Dataset entries
=== Begin Enclosure ===

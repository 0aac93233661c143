//! Error types for logger setup, configuration and record emission.

use std::path::PathBuf;

use thiserror::Error;

use crate::config::validation::ValidationError;

/// Errors raised while establishing a logging sink.
///
/// These indicate a broken deployment environment (unwritable directory,
/// missing permissions). The caller decides whether to retry, fall back to a
/// stream sink, or terminate.
#[derive(Debug, Error)]
pub enum SetupError {
    /// The previous log directory could not be removed.
    #[error("failed to remove log directory {path}: {source}")]
    RemoveDir {
        path: PathBuf,
        #[source]
        source: std::io::Error,
    },

    /// The log directory could not be created.
    #[error("failed to create log directory {path}: {source}")]
    CreateDir {
        path: PathBuf,
        #[source]
        source: std::io::Error,
    },

    /// The log file could not be opened.
    #[error("failed to open log file {path}: {source}")]
    OpenFile {
        path: PathBuf,
        #[source]
        source: std::io::Error,
    },

    /// A global `tracing` subscriber was already installed.
    #[error("a global tracing subscriber is already installed")]
    TracingInstalled,
}

/// Errors that can occur while loading configuration.
#[derive(Debug, Error)]
pub enum ConfigError {
    #[error("IO error: {0}")]
    Io(#[from] std::io::Error),

    #[error("Parse error: {0}")]
    Toml(#[from] toml::de::Error),

    #[error("Parse error: {0}")]
    Json(#[from] serde_json::Error),

    /// An environment variable held a value that does not fit its field.
    #[error("invalid value {value:?} for {var}")]
    Env { var: &'static str, value: String },

    #[error("Validation failed: {}", join_errors(.0))]
    Validation(Vec<ValidationError>),
}

fn join_errors(errors: &[ValidationError]) -> String {
    errors
        .iter()
        .map(ToString::to_string)
        .collect::<Vec<_>>()
        .join(", ")
}

/// Error reported by [`Handler::handle`](crate::handler::Handler::handle).
///
/// The [`Logger`](crate::Logger) convenience methods never surface it.
#[derive(Debug, Error)]
pub enum HandleError {
    #[error("failed to write log record: {0}")]
    Io(#[from] std::io::Error),
}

=== End Enclosure ===

Out of the records above, pick each line that contains the string "enum".

pub enum SetupError {
pub enum ConfigError {
pub enum HandleError {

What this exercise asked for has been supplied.